Redis and MongoDB in the biomedical domain

Published

Varun Singh, a software engineer at IBM's Watson Health, looks at how to use MongoDB and Redis to manage biomedical data in this guest article.

For bioinformatics software engineers, unstructured data is a fact of everyday life. From centralized repositories containing information about biomedical entities such as genes and proteins to journal publishers providing their papers in PDF formats, unstructured data is the most common form of data available. Further, research in this domain is dominated by numerous academic institutions spread all over the world. The product of the research is often deposited in small databases hosted by these institutions. This leads to several problems the 2 most common ones being data model design and external dependencies.

Data Model Design

A logical place to start with when designing a data model is understanding the real world entities. A biological entity such as gene EGFR (Epidermal Growth Factor Receptor) ends up in several databases around the world because of its significance (a mutation in this gene is linked to lung cancer). It exists in the HUGO Gene Nomenclature Committee database with identifier 3236. It also exists in the protein database Uniprot with identifier P00533 because it encodes a protein with the same name - EGFR! Furthermore, this gene is also referenced by several synonyms such as ERBB, HER1, ERBB1 and NISBD2 etc in the literature.

When creating a data model, the primary key for a table GENE containing such genes could be a VARCHAR string or a numeric value such as 123. One would also need to create another table, say SYNONYMS, to hold the values of synonyms of genes and yet another table, say EXTERNAL_IDENTIFIERS to hold the database identifiers from HGNC and Uniprot. But there is a catch here - the identifier of a database such as HGNC is numeric while that of Uniprot is a string. It's easy to see how modeling just one entity gene is so cumbersome.

Taking into account other entities such as disease, proteins, mutations and unstructured literature text (containing evidence linking these entities), along with the need to maintain data consistency across tables one can see how immensely complicated it gets. This limits the to adoptability of traditional relational databases.

External dependencies

This is another obvious big issue. Since data comes from several disparate data sources, the process of refreshing it is a challenge in itself for several reasons.

First of all, access to these remote databases is often limited using quotas. These quotas can be based on IP addresses or on a per account basis to mitigate load on the server caused by automated scripts. Further since a lot of these in-house academic lab databases are not exactly production quality, one may encounter unplanned outages which could lead to disruption of work. In the case of unavailability, the only options are either to temporarily halt the update or do a partial update which carries the risk of introducing inconsistencies in the data.

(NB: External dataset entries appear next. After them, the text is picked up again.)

//! Error types for configuration and compilation.
//!
//! Copyright (c) 2025 Posit, PBC
//!
//! Failures fall into two families. [`ConfigError`] rejects an argument
//! at construction time, before any engine work happens; it can never
//! surface from [`Compiler::compile`](crate::Compiler::compile), whose
//! error type is [`CompileError`]. The convenience entry points both
//! construct and compile, so they return [`SassError`], the transparent
//! union of the two.

use std::path::PathBuf;

use thiserror::Error;

/// An invalid or missing construction argument.
///
/// Raised synchronously by option builders and context constructors.
#[derive(Debug, Error)]
pub enum ConfigError {
    /// Numeric precision below zero.
    #[error("numeric precision must be non-negative, got {0}")]
    NegativePrecision(i32),

    /// An include path with no characters in it.
    #[error("include path must not be empty")]
    EmptyIncludePath,

    /// A custom function signature that is not of the form `name($args, ...)`.
    #[error("custom function signature {signature:?} is not of the form name($args, ...)")]
    MalformedSignature { signature: String },

    /// A file context constructed without an input path.
    #[error("input path must not be empty")]
    EmptyInputPath,

    /// Source bytes that do not decode in the declared charset.
    #[error("source bytes are not valid {charset}: {detail}")]
    Decode {
        charset: &'static str,
        detail: String,
    },
}

/// Diagnostic payload for a compilation the engine rejected.
///
/// The message carries the engine's text verbatim; the compiler never
/// rewrites or reinterprets it. `file`, `line` and `column` are filled in
/// when the engine reports them structurally.
#[derive(Debug, Clone, Error)]
#[error("{message}")]
pub struct CompileError {
    /// The engine's diagnostic message.
    pub message: String,

    /// Numeric failure status: 1 for compile failures, 2 for input I/O
    /// failures.
    pub status: i32,

    /// The offending file, when known.
    pub file: Option<PathBuf>,

    /// 1-based line of the offending construct, when reported.
    pub line: Option<u32>,

    /// 1-based column of the offending construct, when reported.
    pub column: Option<u32>,
}

impl CompileError {
    /// A compile failure (status 1) with no span information.
    pub fn new(message: impl Into<String>) -> Self {
        Self {
            message: message.into(),
            status: 1,
            file: None,
            line: None,
            column: None,
        }
    }
}

/// Any failure surfaced by the convenience compile entry points.
#[derive(Debug, Error)]
pub enum SassError {
    #[error(transparent)]
    Config(#[from] ConfigError),

    #[error(transparent)]
    Compile(#[from] CompileError),
}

A combination of a NoSQL database such as MongoDB and an in-memory data structure server such as Redis can help mitigate these issues and speed up the development time by reducing the complexity of the data models and caching data whenever an external data source is unavailable.

Why use MongoDB?

MongoDB is a NoSQL database. While not the first, it is the most popular NoSQL database in the world. Unlike SQL databases where similar data is stored as rows in tables, NoSQL databases treat such data as documents in collections. Documents are JSON-like data structures with no requirements placed on data types. While desirable, two documents in a collection don't even need to have similar structure. This flexible schema while being the antithesis of traditional SQL based design where a schema has to be created first before inserting data, is incredibly helpful in domains such as bioinformatic applications where data is often very unclean or unstructured. In the gene example above, it is very easy to add additional external database identifiers even if they are of different data types. These identifiers can be easily added to the EGFR document for example, as list elements even if they are of different data types. There is no danger of violating a foreign key constraint since all the identifiers are in the same document instead of in multiple tables joined by a foreign key as in a SQL database. Here is an example of creating a simple Gene in a collection called GENE in the database BIOMED:

use BIOMED  
db.GENE.insert(  
    {
        SYMBOL: "EGFR",
        SYNONYMS: ["ERBB", "HER1", "ERBB1"],
        IDENTIFIERS: [
            {"DB" : "HGNC", "ID" : 3236},
            {"DB" : "ENTREZ", "ID" : 1956},
            {"DB" : "RANDOM DATABASE", "ID" : "ABCDEF"}  //ID is a char string
        ]
    }
)

While creating one big table (or collection in MongoDB world) does lead to data denormalization (redundant data), it leads to easier data models and faster development time.

Another big advantage of using MongoDB is the availability of drivers and clients in several different programming languages including Python, Java and NodeJS. Biomedical engineers tend to use Python a lot since the language has extensive support for scientific and domain-specific libraries. The MongoDB API for Python can be used in a manner very similar to the native Mongo shell. This enables developers to test queries in the native Mongo shell and then easily migrate it over to Python. SQL databases, unfortunately, don't offer the same convenience. To illustrate this point, the following piece of code creates a GENE collection and then inserts a new gene using a Python shell:

from pymongo import MongoClient

client = MongoClient("localhost:27017")  
db = client["BIOMED"]  
db.GENE.insert(  
    {
        "SYMBOL" : "EGFR", 
        "SYNONYMS" : ["ERBB", "HER1", "ERBB1"],
        "IDENTIFIERS" : [
            {"DB" : "HGNC", "ID" : 3236},
            {"DB" : "ENTREZ", "ID" : 1956},
            {"DB" : "RANDOM DATABASE", "ID" : "ABCDEF"}
        ]
    }
)

As is evident from above, the syntax for the Mongo shell and Python shell are very similar. There are slight differences between the two syntaxes and one should read the Pymongo documentation thoroughly. For example, updating a document in Mongo shell, the syntax is one of the following: db.GENE.update(), db.GENE.updateOne() or db.GENE.updateMany(). Using Python on the other hand, there is no update but instead a update_one and update_many.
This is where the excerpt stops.